No other athlete has left a more substantial mark on the fashion world – and thus our visual vocabulary, our understanding of beauty, our definition of femininity, our sense of identity – simply by virtue of her presence than Serena Williams. In August, she announced her retirement from tennis in the pages of Vogue magazine, what some still consider the fashion industry’s bible, or at least its most influential publication. And now she’s in the midst of the US Open, in what’s expected to be her last tournament.

In making her historic announcement, Williams didn’t let someone else tell her story – no sportswriter, no fashion editor, no high academic. She told it herself in the form of an essay that she graciously allowed someone else to transcribe. She is “evolving”, Williams said of her decision. She would not be what expectations demanded.

Williams is the magazine’s September cover girl, and she stares down readers in a sea-blue Balenciaga gown with a rippling train that caresses her curves like the tide washing over beach rocks. Her hair – crinkly, a little frizzy, hangs nearly to her waist. Fashion loves to put athletes on the cover of its glossy magazines in March or April or maybe July when they want to have a conversation about shape, fitness or body positivity – the narrative we find most comfortable when considering the Black female body.

But Williams is on the September cover. And not to get into the fine details of the magazine business, September remains the month devoted to fashion in all its glory. Indeed, an entire documentary, “The September Issue,” was devoted to this typically behemoth publication. To be on the cover is to signify fashion. And that’s both complicated and powerful.

Williams is insisting that the world see her, not just her game. Not just the trophies. Not just the stats.

The tennis star loves fashion. She has studied it; she launched her own label. She went through the gruelling and unnerving experience of mounting a runway show which, to be clear, is not for the cowardly. The collective mood of the typical industry audience may best be described as impatient ennui. Williams’s stubborn enthusiasm has never abated.
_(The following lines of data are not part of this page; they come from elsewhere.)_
use std::path::PathBuf;

use eframe::egui::{self, Color32, RichText, Ui};
use egui_extras::DatePickerButton;

use crate::chart::ChartKind;
use crate::data::model::DateRange;
use crate::state::{PanelState, PanelView, Session};
use crate::visibility::VisibleSet;

use super::plot;

/// A button press the app has to act on after drawing.
#[derive(Debug, Clone, PartialEq)]
pub enum UiAction {
    UpdateAll,
    ShowSet(VisibleSet),
    Open(PathBuf),
}

// ---------------------------------------------------------------------------
// Top bar
// ---------------------------------------------------------------------------

/// Render the top menu / toolbar.
pub fn top_bar(ui: &mut Ui, session: &Session, summary: &str) -> Option<UiAction> {
    let mut action = None;
    egui::menu::bar(ui, |ui: &mut Ui| {
        ui.menu_button("File", |ui: &mut Ui| {
            if ui.button("Open…").clicked() {
                action = open_file_dialog().map(UiAction::Open);
                ui.close_menu();
            }
        });

        ui.separator();
        ui.label(summary);

        if let Some(msg) = &session.status_message {
            ui.separator();
            ui.label(RichText::new(msg).color(Color32::RED));
        }
    });
    action
}

// ---------------------------------------------------------------------------
// File dialog
// ---------------------------------------------------------------------------

pub fn open_file_dialog() -> Option<PathBuf> {
    rfd::FileDialog::new()
        .set_title("Open unemployment data")
        .add_filter("Supported files", &["csv", "json", "parquet", "pq"])
        .add_filter("CSV", &["csv"])
        .add_filter("JSON", &["json"])
        .add_filter("Parquet", &["parquet", "pq"])
        .pick_file()
}

// ---------------------------------------------------------------------------
// Panel cards
// ---------------------------------------------------------------------------

/// Render one panel: title, chart-kind dropdown, date range, chart.
pub fn panel_card(
    ui: &mut Ui,
    panel: &mut PanelState,
    bounds: &DateRange,
    view: &PanelView,
    chart_height: f32,
) {
    ui.group(|ui: &mut Ui| {
        ui.set_width(ui.available_width());
        ui.heading(&panel.title);

        ui.horizontal(|ui: &mut Ui| {
            ui.label("Chart type:");
            egui::ComboBox::from_id_salt(("chart_kind", panel.index))
                .selected_text(panel.kind.name())
                .show_ui(ui, |ui: &mut Ui| {
                    for kind in ChartKind::ALL {
                        ui.selectable_value(&mut panel.kind, kind, kind.name());
                    }
                });
        });

        let start_id = format!("start_date_{}", panel.index);
        let end_id = format!("end_date_{}", panel.index);
        ui.horizontal(|ui: &mut Ui| {
            ui.label("Date range:");
            ui.add(DatePickerButton::new(&mut panel.range.start).id_salt(&start_id));
            ui.label("to");
            ui.add(DatePickerButton::new(&mut panel.range.end).id_salt(&end_id));
        });
        panel.range = panel.range.clamped_to(bounds);

        ui.add_space(4.0);
        plot::panel_view(ui, panel.index, view, chart_height);
    });
}

/// Render the visible panels two to a row.
pub fn panel_grid(ui: &mut Ui, session: &mut Session, chart_height: f32) {
    let bounds = session.bounds;
    let Session { panels, views, .. } = session;
    let mut visible: Vec<(&mut PanelState, &PanelView)> = panels
        .iter_mut()
        .zip(views.iter())
        .filter(|(p, _)| p.visible)
        .collect();

    for pair in visible.chunks_mut(2) {
        ui.columns(2, |columns: &mut [Ui]| {
            for (col, (panel, view)) in columns.iter_mut().zip(pair.iter_mut()) {
                panel_card(col, panel, &bounds, view, chart_height);
            }
        });
        ui.add_space(8.0);
    }
}

// ---------------------------------------------------------------------------
// Buttons
// ---------------------------------------------------------------------------

/// "Show set" and "update" buttons under the charts.
pub fn button_row(ui: &mut Ui) -> Option<UiAction> {
    let mut action = None;
    ui.columns(2, |columns: &mut [Ui]| {
        columns[0].vertical_centered_justified(|ui: &mut Ui| {
            if ui.button("Show charts 1 & 2").clicked() {
                action = Some(UiAction::ShowSet(VisibleSet::First));
            }
        });
        columns[1].vertical_centered_justified(|ui: &mut Ui| {
            if ui.button("Show charts 3 & 4").clicked() {
                action = Some(UiAction::ShowSet(VisibleSet::Second));
            }
        });
    });
    ui.vertical_centered_justified(|ui: &mut Ui| {
        if ui
            .button(RichText::new("Update charts").strong())
            .clicked()
        {
            action = Some(UiAction::UpdateAll);
        }
    });
    action
}
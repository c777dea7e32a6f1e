//! Interactive employment / unemployment dashboard.
//!
//! Four chart panels over one yearly table, each with its own chart kind,
//! date range and fixed missing-data strategy. Everything below `app` and
//! `ui` is toolkit-independent and driven through [`state::Session`].

pub mod app;
pub mod chart;
pub mod color;
pub mod config;
pub mod data;
pub mod dispatch;
pub mod error;
pub mod impute;
pub mod panel;
pub mod state;
pub mod ui;
pub mod visibility;
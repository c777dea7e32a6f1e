use crate::panel::PANEL_COUNT;

/// Which pair of panels is on screen.
#[derive(Debug, Clone, Copy, PartialEq, Eq)]
pub enum VisibleSet {
    /// Panels 1 and 2.
    First,
    /// Panels 3 and 4.
    Second,
}

impl VisibleSet {
    /// Visibility flag per panel, in panel order.
    pub fn flags(self) -> [bool; PANEL_COUNT] {
        match self {
            VisibleSet::First => [true, true, false, false],
            VisibleSet::Second => [false, false, true, true],
        }
    }
}

/// Cumulative click counts of the two "show set" buttons.
///
/// Counts only grow. The visible pair depends on the totals, not on which
/// button was pressed last; equal totals show panels 3 and 4.
#[derive(Debug, Clone, Copy, PartialEq, Eq)]
pub struct ShowCounters {
    pub set1: u32,
    pub set2: u32,
}

impl Default for ShowCounters {
    fn default() -> Self {
        // Panels 1 and 2 start visible.
        Self { set1: 1, set2: 0 }
    }
}

impl ShowCounters {
    pub fn new(set1: u32, set2: u32) -> Self {
        Self { set1, set2 }
    }

    pub fn click(self, set: VisibleSet) -> Self {
        match set {
            VisibleSet::First => Self {
                set1: self.set1.saturating_add(1),
                ..self
            },
            VisibleSet::Second => Self {
                set2: self.set2.saturating_add(1),
                ..self
            },
        }
    }

    pub fn visible(&self) -> VisibleSet {
        if self.set1 > self.set2 {
            VisibleSet::First
        } else {
            VisibleSet::Second
        }
    }
}
use std::fmt;
use std::hash::Hash as StdHash;
use std::ops::Deref;
use std::str::FromStr;

use borsh::{BorshDeserialize, BorshSerialize};
use serde::{Deserialize, Deserializer, Serialize, Serializer};
use thiserror::Error;

pub const HASH_SIZE: usize = 32;

/// The all-zero hash, used where a checkpoint hash is not known yet.
pub const ZERO_HASH: Hash = Hash([0u8; HASH_SIZE]);

// FromHexError is PartialEq only
#[derive(Error, Debug, Clone, PartialEq)]
pub enum HashParseError {
    #[error("expected {} hex characters, got {0}", HASH_SIZE * 2)]
    InvalidLength(usize),

    #[error("invalid hex digit: {0}")]
    InvalidHex(#[from] hex::FromHexError),
}

/// A 32-byte hash, displayed and parsed as 64 hex characters in storage order.
#[derive(Clone, Copy, Default, PartialEq, Eq, PartialOrd, Ord, BorshSerialize, BorshDeserialize)]
pub struct Hash([u8; HASH_SIZE]);

impl Hash {
    pub const fn from_bytes(bytes: [u8; HASH_SIZE]) -> Self {
        Self(bytes)
    }

    /// Decodes a hex literal in const context.
    ///
    /// Meant for static tables: a malformed literal fails const evaluation, so a
    /// bad genesis or checkpoint hash never makes it into a build. Panics when
    /// evaluated at runtime with bad input.
    pub const fn from_hex_const(s: &str) -> Self {
        let src = s.as_bytes();
        if src.len() != HASH_SIZE * 2 {
            panic!("hash literal must be exactly 64 hex characters");
        }
        let mut bytes = [0u8; HASH_SIZE];
        let mut i = 0;
        while i < HASH_SIZE {
            bytes[i] = (hex_nibble(src[2 * i]) << 4) | hex_nibble(src[2 * i + 1]);
            i += 1;
        }
        Self(bytes)
    }

    pub fn as_bytes(&self) -> &[u8; HASH_SIZE] {
        &self.0
    }

    pub fn is_zero(&self) -> bool {
        self.0 == [0u8; HASH_SIZE]
    }

    pub fn to_hex(&self) -> String {
        hex::encode(self.0)
    }
}

const fn hex_nibble(c: u8) -> u8 {
    match c {
        b'0'..=b'9' => c - b'0',
        b'a'..=b'f' => c - b'a' + 10,
        b'A'..=b'F' => c - b'A' + 10,
        _ => panic!("invalid hex digit in hash literal"),
    }
}

impl From<[u8; HASH_SIZE]> for Hash {
    fn from(bytes: [u8; HASH_SIZE]) -> Self {
        Self(bytes)
    }
}

impl From<Hash> for [u8; HASH_SIZE] {
    fn from(h: Hash) -> Self {
        h.0
    }
}

impl TryFrom<&[u8]> for Hash {
    type Error = std::array::TryFromSliceError;

    fn try_from(slice: &[u8]) -> Result<Self, Self::Error> {
        let array: [u8; HASH_SIZE] = slice.try_into()?;
        Ok(Self(array))
    }
}

impl FromStr for Hash {
    type Err = HashParseError;

    fn from_str(s: &str) -> Result<Self, Self::Err> {
        if s.len() != HASH_SIZE * 2 {
            return Err(HashParseError::InvalidLength(s.len()));
        }
        let mut bytes = [0u8; HASH_SIZE];
        hex::decode_to_slice(s, &mut bytes)?;
        Ok(Self(bytes))
    }
}

impl AsRef<[u8]> for Hash {
    fn as_ref(&self) -> &[u8] {
        &self.0
    }
}

impl Deref for Hash {
    type Target = [u8; HASH_SIZE];

    fn deref(&self) -> &Self::Target {
        &self.0
    }
}

impl fmt::Display for Hash {
    fn fmt(&self, f: &mut fmt::Formatter<'_>) -> fmt::Result {
        write!(f, "{}", hex::encode(self.0))
    }
}

impl fmt::Debug for Hash {
    fn fmt(&self, f: &mut fmt::Formatter<'_>) -> fmt::Result {
        write!(f, "Hash({})", hex::encode(self.0))
    }
}

impl StdHash for Hash {
    fn hash<H: std::hash::Hasher>(&self, state: &mut H) {
        // the tail bytes of a pow hash are the well distributed ones
        let mut le = [0u8; 8];
        le.copy_from_slice(&self.0[24..32]);
        u64::from_le_bytes(le).hash(state);
    }
}

// Hex strings keep config files and JSON reports readable.
impl Serialize for Hash {
    fn serialize<S: Serializer>(&self, serializer: S) -> Result<S::Ok, S::Error> {
        serializer.serialize_str(&self.to_hex())
    }
}

impl<'de> Deserialize<'de> for Hash {
    fn deserialize<D: Deserializer<'de>>(deserializer: D) -> Result<Self, D::Error> {
        let s = <String as Deserialize>::deserialize(deserializer)?;
        s.parse().map_err(serde::de::Error::custom)
    }
}

#[cfg(test)]
mod tests {
    use super::*;

    const GENESIS: &str = "00000000db7eb7a9e1a06cf995363dcdc4c28e8ae04827a961942657db9a1631";

    #[test]
    fn const_decoder_matches_runtime_parser() {
        const H: Hash = Hash::from_hex_const(GENESIS);
        let parsed: Hash = GENESIS.parse().unwrap();
        assert_eq!(H, parsed);
        assert_eq!(H.to_string(), GENESIS);
        assert_eq!(H.as_bytes()[0..4], [0, 0, 0, 0]);
        assert_eq!(H.as_bytes()[4], 0xdb);
    }

    #[test]
    fn const_decoder_accepts_uppercase() {
        let upper = GENESIS.to_uppercase();
        // runtime evaluation of the const fn
        assert_eq!(Hash::from_hex_const(&upper), Hash::from_hex_const(GENESIS));
    }

    #[test]
    #[should_panic(expected = "invalid hex digit")]
    fn const_decoder_panics_on_bad_digit() {
        let bad = format!("zz{}", &GENESIS[2..]);
        let _ = Hash::from_hex_const(&bad);
    }

    #[test]
    #[should_panic(expected = "exactly 64 hex characters")]
    fn const_decoder_panics_on_short_literal() {
        let _ = Hash::from_hex_const("00ff");
    }

    #[test]
    fn parse_rejects_wrong_length() {
        assert_eq!("abcd".parse::<Hash>(), Err(HashParseError::InvalidLength(4)));
    }

    #[test]
    fn parse_rejects_bad_hex() {
        let bad = format!("{}xy", &GENESIS[..62]);
        assert!(matches!(bad.parse::<Hash>(), Err(HashParseError::InvalidHex(_))));
    }

    #[test]
    fn parse_error_reports_offending_character() {
        let bad = format!("{}x0", &GENESIS[..62]);
        let err = bad.parse::<Hash>().unwrap_err();
        assert_eq!(err, HashParseError::InvalidHex(hex::FromHexError::InvalidHexCharacter { c: 'x', index: 62 }));
        assert_eq!(err.clone(), err);
    }

    #[test]
    fn zero_hash() {
        assert!(ZERO_HASH.is_zero());
        assert!(!Hash::from_hex_const(GENESIS).is_zero());
        assert_eq!(ZERO_HASH, Hash::default());
    }

    #[test]
    fn borsh_is_raw_bytes() {
        let h = Hash::from_hex_const(GENESIS);
        let encoded = borsh::to_vec(&h).unwrap();
        assert_eq!(encoded.as_slice(), h.as_bytes());
        assert_eq!(borsh::from_slice::<Hash>(&encoded).unwrap(), h);
    }

    #[test]
    fn serde_uses_hex_strings() {
        let h = Hash::from_hex_const(GENESIS);
        let json = serde_json::to_string(&h).unwrap();
        assert_eq!(json, format!("\"{}\"", GENESIS));
        let back: Hash = serde_json::from_str(&json).unwrap();
        assert_eq!(back, h);
    }

    #[test]
    fn serde_rejects_malformed_hex() {
        assert!(serde_json::from_str::<Hash>("\"00ff\"").is_err());
        assert!(serde_json::from_str::<Hash>("42").is_err());
    }
}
And over the years, she refused to transform herself for the industry; she has remained Serena in all the complexity that implies. Child of Compton. Tennis phenomenon. Self-made woman. Black woman. Black woman. The beads of her youth may be gone. (Her daughter Olympia wears them now.) The clothes are custom instead of home-made. But Williams’s style expresses the same sense of fairytale-hardscrabble-glamour that has always been essential to her public identity.

She defined her style through the lens of Black culture, not a Eurocentric one. And she has entered the final hours of her historic tennis career with a nail art manicure that boldly rebukes traditions of gentility. Her hair remains stubbornly kinky and boisterously unruly; it’s political even if it’s simply meant to be pretty. It’s political and so it’s worth noting. Her muscle mass is defiantly unfeminine but only because our idea of this gendered notion has always been too narrow and confining.
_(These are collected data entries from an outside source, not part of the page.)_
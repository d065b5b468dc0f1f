//! HUCPad - HUC node tooling
//!
//! Resolves the startup network selection (config file plus CLI overrides) into
//! the consensus parameter table and reports its constants and fork schedule.

pub mod cli;
pub mod config;
pub mod report;
pub mod ui;

pub use cli::Args;
pub use config::Config;
pub use report::ParamsReport;
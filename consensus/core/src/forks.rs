//!
//! # Fork schedule
//!
//! Height-gated consensus rule changes. A fork becomes active at a fixed,
//! per-network height and stays active forever after. This module only
//! answers *whether* a fork is active; what a fork changes is decided by the
//! validation code that asks.
//!

use serde::{Deserialize, Serialize};
use std::fmt;
use std::str::FromStr;

use crate::config::constants::{MAINNET_FORK_SCHEDULE, TESTNET_FORK_SCHEDULE};
use crate::errors::ForkError;
use crate::network::NetworkType;

/// Named protocol changes, in order of their historical activation.
#[derive(Debug, Clone, Copy, PartialEq, Eq, Hash, PartialOrd, Ord, Serialize, Deserialize)]
#[serde(rename_all = "kebab-case")]
pub enum Fork {
    /// General cost raised from 1 to 10 HUC and poison disasters introduced.
    PoisonDisaster,
    /// Maximum carrying capacity, no spawn death, stricter tx version and auxpow checks.
    CarryingCapacityLimit,
    /// General cost 200 HUC, carrying capacity 2000 HUC, heart spawn rate 1/500.
    ReducedHeartSpawn,
    /// Destruct game fee, hearts disabled, randomised spawn and banks.
    LifeSteal,
}

impl Fork {
    pub const ALL: [Fork; 4] = [Fork::PoisonDisaster, Fork::CarryingCapacityLimit, Fork::ReducedHeartSpawn, Fork::LifeSteal];

    /// Stable numeric id, as carried between components.
    pub const fn id(self) -> u32 {
        self as u32
    }

    pub fn iter() -> impl Iterator<Item = Fork> {
        Self::ALL.into_iter()
    }

    pub const fn name(self) -> &'static str {
        match self {
            Fork::PoisonDisaster => "poison-disaster",
            Fork::CarryingCapacityLimit => "carrying-capacity-limit",
            Fork::ReducedHeartSpawn => "reduced-heart-spawn",
            Fork::LifeSteal => "life-steal",
        }
    }
}

impl TryFrom<u32> for Fork {
    type Error = ForkError;

    fn try_from(id: u32) -> Result<Self, Self::Error> {
        Fork::iter().find(|fork| fork.id() == id).ok_or(ForkError::UnknownFork(id))
    }
}

impl fmt::Display for Fork {
    fn fmt(&self, f: &mut fmt::Formatter<'_>) -> fmt::Result {
        f.pad(self.name())
    }
}

impl FromStr for Fork {
    type Err = ForkError;

    fn from_str(s: &str) -> Result<Self, Self::Err> {
        let lower = s.to_ascii_lowercase();
        Fork::iter().find(|fork| fork.name() == lower).ok_or_else(|| ForkError::UnknownForkName(s.to_string()))
    }
}

/// Activation height of every fork on one network.
#[derive(Debug, Clone, Copy, PartialEq, Eq)]
pub struct ForkSchedule {
    pub poison_disaster: u32,
    pub carrying_capacity_limit: u32,
    pub reduced_heart_spawn: u32,
    pub life_steal: u32,
}

impl ForkSchedule {
    pub const fn activation_height(&self, fork: Fork) -> u32 {
        match fork {
            Fork::PoisonDisaster => self.poison_disaster,
            Fork::CarryingCapacityLimit => self.carrying_capacity_limit,
            Fork::ReducedHeartSpawn => self.reduced_heart_spawn,
            Fork::LifeSteal => self.life_steal,
        }
    }

    #[inline]
    pub const fn is_active(&self, fork: Fork, height: u32) -> bool {
        height >= self.activation_height(fork)
    }
}

/// Consensus behaviour that is more than a set of constants.
///
/// Implementors provide [`fork_in_effect`](Self::fork_in_effect) only. It must be
/// monotonic in `height`: once a fork is in effect it stays in effect. Everything
/// derived from it lives on [`ConsensusRulesExt`].
pub trait ConsensusRules: fmt::Debug + Send + Sync {
    /// Whether `fork` is in effect for a block at `height`.
    fn fork_in_effect(&self, fork: Fork, height: u32) -> bool;
}

/// Queries derived from [`ConsensusRules::fork_in_effect`], identical for every network.
///
/// Implemented for all rule sets by the blanket impl below, so no rule set can
/// override them.
pub trait ConsensusRulesExt: ConsensusRules {
    /// Whether `height` is exactly the first block at which `fork` is in effect.
    ///
    /// Height 0 is never a fork height, there is no parent height to compare with.
    fn is_fork_height(&self, fork: Fork, height: u32) -> bool {
        if height == 0 {
            return false;
        }
        self.fork_in_effect(fork, height) && !self.fork_in_effect(fork, height - 1)
    }

    /// Same as [`fork_in_effect`](ConsensusRules::fork_in_effect) for a raw fork id.
    ///
    /// # Panics
    ///
    /// Panics if `id` names no fork. That means two components disagree on the
    /// fork list, and no answer is safe to return.
    fn fork_id_in_effect(&self, id: u32, height: u32) -> bool {
        match Fork::try_from(id) {
            Ok(fork) => self.fork_in_effect(fork, height),
            Err(err) => panic!("consensus rules queried with {err}"),
        }
    }

    /// Forks in effect at `height`, in activation order.
    fn active_forks(&self, height: u32) -> Vec<Fork> {
        Fork::iter().filter(|&fork| self.fork_in_effect(fork, height)).collect()
    }

    /// Lowest height at which `fork` is in effect, `None` if it never activates.
    fn activation_height(&self, fork: Fork) -> Option<u32> {
        if !self.fork_in_effect(fork, u32::MAX) {
            return None;
        }
        let (mut lo, mut hi) = (0u32, u32::MAX);
        while lo < hi {
            let mid = lo + (hi - lo) / 2;
            if self.fork_in_effect(fork, mid) {
                hi = mid;
            } else {
                lo = mid + 1;
            }
        }
        Some(lo)
    }
}

impl<T: ConsensusRules + ?Sized> ConsensusRulesExt for T {}

#[derive(Debug, Clone, Copy, Default)]
pub struct MainnetRules;

impl ConsensusRules for MainnetRules {
    fn fork_in_effect(&self, fork: Fork, height: u32) -> bool {
        MAINNET_FORK_SCHEDULE.is_active(fork, height)
    }
}

#[derive(Debug, Clone, Copy, Default)]
pub struct TestnetRules;

impl ConsensusRules for TestnetRules {
    fn fork_in_effect(&self, fork: Fork, height: u32) -> bool {
        TESTNET_FORK_SCHEDULE.is_active(fork, height)
    }
}

/// Regtest uses the testnet schedule unchanged. Overrides go here.
#[derive(Debug, Clone, Copy, Default)]
pub struct RegtestRules {
    testnet: TestnetRules,
}

impl ConsensusRules for RegtestRules {
    fn fork_in_effect(&self, fork: Fork, height: u32) -> bool {
        self.testnet.fork_in_effect(fork, height)
    }
}

/// Builds the rule set for `network`.
pub fn rules_for(network: NetworkType) -> Box<dyn ConsensusRules> {
    match network {
        NetworkType::Mainnet => Box::new(MainnetRules),
        NetworkType::Testnet => Box::new(TestnetRules),
        NetworkType::Regtest => Box::new(RegtestRules::default()),
    }
}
Williams has not changed and that is quite something. Fashion has a way of swallowing people whole. It transforms those that it admires. It files down the sharp edges and polishes up the rough spots. It woos them and bullies them into a pre-existing template. Women are whitewashed. They shrink.

Williams has only grown. She forced critics – including me – to let her be.

When she walked onto the court at Arthur Ashe Stadium on Monday evening, she sparkled like a starlet. She was a human kaleidoscope reflecting history, prejudices and possibilities. She removed her long shimmering overskirt and put it aside, like a superhero slipping off her wrap before settling into the very human business of a match that began, for her, shakily. She wore black – the antithesis of tennis whites. Her skirt fluttered as she ran and leaped. Her bloomers glittered. Her hair was adorned with crystals. And when she won, she twirled – a bit of girlish choreography that silently admonishes a culture that too often denies Black women lightness, freedom and whimsy.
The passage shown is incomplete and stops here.